Store poll start time, not end time

Capture pollStartTime before the API call, not after.

Storing the end time sets the next poll’s date_from to after the API call began. Sessions updated during the call (e.g. due to upstream replication lag) may not have appeared in the response — storing the end time skips them permanently.

Storing the start time means the next poll re-queries from before the API call began, catching anything the previous response may have missed. This creates slight overlap with the previous window, which is harmless if HandleSessionUpdate (or equivalent) is idempotent.

Tip

Store poll start time, not end time — overlap is safe if your handler is idempotent; gaps are not recoverable.

Only advance the timestamp on full success

If any session fails processing mid-poll, leave the stored timestamp unchanged. The next cycle re-fetches the same window and retries every session in it. No session is permanently skipped due to a transient error.

Distributed lock TTL as crash recovery ceiling

When multiple pods run the same cron, use a distributed lock to ensure only one polls at a time. The lock TTL is not a per-window guard — it’s a crash recovery mechanism.

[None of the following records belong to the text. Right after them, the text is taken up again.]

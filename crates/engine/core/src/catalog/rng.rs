//! Deterministic random number generation for combat variance.
//!
//! Combat must be replayable: the same world seed and action sequence
//! always resolve the same way. This module provides a small PCG-XSH-RR
//! generator (32-bit output from 64-bit state) plus a seed mixer that
//! derives a fresh stream per encounter.

/// PCG random number generator (Permuted Congruential Generator).
///
/// PCG-XSH-RR: a single multiply + xorshift + rotate per draw, 64 bits of
/// state, good statistical quality for game mechanics.
#[derive(Clone, Copy, Debug)]
pub struct PcgRng {
    state: u64,
}

impl PcgRng {
    const MULTIPLIER: u64 = 6364136223846793005;
    const INCREMENT: u64 = 1442695040888963407;

    pub fn new(seed: u64) -> Self {
        // One warm-up step decorrelates adjacent seeds.
        Self {
            state: Self::step(seed ^ Self::INCREMENT),
        }
    }

    #[inline]
    fn step(state: u64) -> u64 {
        state
            .wrapping_mul(Self::MULTIPLIER)
            .wrapping_add(Self::INCREMENT)
    }

    /// XSH-RR output permutation: xorshift high bits, then random rotate.
    #[inline]
    fn output(state: u64) -> u32 {
        let xorshifted = (((state >> 18) ^ state) >> 27) as u32;
        let rot = (state >> 59) as u32;
        xorshifted.rotate_right(rot)
    }

    pub fn next_u32(&mut self) -> u32 {
        self.state = Self::step(self.state);
        Self::output(self.state)
    }

    /// Draws a value in `[0, bound)`. Returns 0 for a zero bound.
    pub fn bounded(&mut self, bound: u32) -> u32 {
        if bound == 0 {
            return 0;
        }
        self.next_u32() % bound
    }
}

/// Mixes a world seed with per-invocation entropy into an encounter seed.
///
/// `nonce` is the session's action counter, so the same encounter fought
/// twice in one session still draws distinct streams.
pub fn compute_seed(world_seed: u64, nonce: u64, context: u32) -> u64 {
    let mut hash = world_seed;

    hash ^= nonce.wrapping_mul(0x9e3779b97f4a7c15);
    hash ^= (context as u64).wrapping_mul(0x517cc1b727220a95);

    hash ^= hash >> 33;
    hash = hash.wrapping_mul(0xff51afd7ed558ccd);
    hash ^= hash >> 33;

    hash
}

#[cfg(test)]
mod tests {
    use super::*;

    #[test]
    fn same_seed_same_stream() {
        let mut a = PcgRng::new(42);
        let mut b = PcgRng::new(42);
        for _ in 0..32 {
            assert_eq!(a.next_u32(), b.next_u32());
        }
    }

    #[test]
    fn different_seeds_diverge() {
        let mut a = PcgRng::new(1);
        let mut b = PcgRng::new(2);
        let draws_a: Vec<u32> = (0..8).map(|_| a.next_u32()).collect();
        let draws_b: Vec<u32> = (0..8).map(|_| b.next_u32()).collect();
        assert_ne!(draws_a, draws_b);
    }

    #[test]
    fn bounded_respects_bound() {
        let mut rng = PcgRng::new(7);
        for _ in 0..100 {
            assert!(rng.bounded(3) < 3);
        }
        assert_eq!(rng.bounded(0), 0);
    }

    #[test]
    fn compute_seed_varies_with_nonce() {
        let base = compute_seed(99, 0, 0);
        assert_ne!(base, compute_seed(99, 1, 0));
        assert_ne!(base, compute_seed(99, 0, 1));
    }
}
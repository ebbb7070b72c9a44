//! Dialog definitions: a node arena traversed one step per invocation.

use std::collections::BTreeMap;

use super::ids::{DialogId, NodeId};

/// One selectable option on a dialog node.
///
/// `next` of `None` ends the conversation; the node the option sits on
/// becomes the dialog's terminal position for the player.
#[derive(Clone, Debug, PartialEq, Eq)]
#[cfg_attr(feature = "serde", derive(serde::Serialize, serde::Deserialize))]
pub struct DialogOption {
    pub text: String,
    pub next: Option<NodeId>,
}

/// A single node in a dialog graph.
#[derive(Clone, Debug, PartialEq, Eq)]
#[cfg_attr(feature = "serde", derive(serde::Serialize, serde::Deserialize))]
pub struct DialogNode {
    pub id: NodeId,
    pub text: String,
    /// Ordered options presented to the player. An empty list makes the
    /// node terminal: repeated visits keep returning `text`.
    #[cfg_attr(feature = "serde", serde(default))]
    pub options: Vec<DialogOption>,
}

impl DialogNode {
    pub fn is_terminal(&self) -> bool {
        self.options.is_empty()
    }
}

/// Static definition of a dialog.
#[derive(Clone, Debug, PartialEq, Eq)]
#[cfg_attr(feature = "serde", derive(serde::Serialize, serde::Deserialize))]
pub struct DialogDef {
    pub id: DialogId,
    pub root: NodeId,
    pub nodes: BTreeMap<NodeId, DialogNode>,
}

impl DialogDef {
    /// Looks up a node by id. The loader validates every option target, so
    /// a missing node in a loaded world indicates a corrupted definition.
    pub fn node(&self, id: NodeId) -> Option<&DialogNode> {
        self.nodes.get(&id)
    }
}
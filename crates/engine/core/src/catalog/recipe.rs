//! Crafting recipe definitions.

use super::ids::{ItemId, RecipeId};

/// An (item, quantity) pair used for recipe inputs and outputs.
#[derive(Clone, Copy, Debug, PartialEq, Eq)]
#[cfg_attr(feature = "serde", derive(serde::Serialize, serde::Deserialize))]
pub struct ItemStack {
    pub item: ItemId,
    pub quantity: u32,
}

impl ItemStack {
    pub fn new(item: ItemId, quantity: u32) -> Self {
        Self { item, quantity }
    }
}

/// Static definition of a crafting recipe.
#[derive(Clone, Debug, PartialEq, Eq)]
#[cfg_attr(feature = "serde", derive(serde::Serialize, serde::Deserialize))]
pub struct RecipeDef {
    pub id: RecipeId,
    pub name: String,
    pub inputs: Vec<ItemStack>,
    pub outputs: Vec<ItemStack>,
}
//! Session hosting for `fable` worlds.
//!
//! This crate sits between a loaded [`fable_core::Registry`] and whatever
//! transport a client speaks. [`Runtime`] hosts any number of independent
//! sessions over one shared world, exposing plain-data views that
//! serialize directly:
//! - [`runtime`] hosts the [`Runtime`] orchestrator
//! - [`session`] defines session identifiers
//! - [`view`] holds the data types handed to clients
//! - [`error`] wraps engine failures with the session layer's own

pub mod error;
pub mod runtime;
pub mod session;
pub mod view;

pub use error::{Result, RuntimeError};
pub use runtime::Runtime;
pub use session::SessionId;
pub use view::{
    ActionView, CurrencyEntry, ExecuteResponse, ItemEntry, PlayerSnapshot, RoomView, SkillEntry,
};
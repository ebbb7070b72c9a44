//! Session identifiers.

use core::fmt;

/// Handle to one hosted play session.
///
/// Ids are allocated sequentially per runtime instance and never reused.
#[derive(Clone, Copy, Debug, PartialEq, Eq, PartialOrd, Ord, Hash)]
#[derive(serde::Serialize, serde::Deserialize)]
#[serde(transparent)]
pub struct SessionId(pub u64);

impl SessionId {
    pub const fn new(value: u64) -> Self {
        Self(value)
    }
}

impl fmt::Display for SessionId {
    fn fmt(&self, f: &mut fmt::Formatter<'_>) -> fmt::Result {
        write!(f, "session:{}", self.0)
    }
}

Set the TTL to exceed the worst-case poll duration, not the cron interval. The TTL only fires if the pod crashes mid-poll and finally never runs. If the TTL matched the cron interval, a legitimately slow poll would expire the lock mid-run and let another pod start a concurrent poll.

Warning

Don’t set lock TTL to match your cron interval — set it to exceed your worst-case operation duration. The TTL is a crash safety net, not a window enforcer.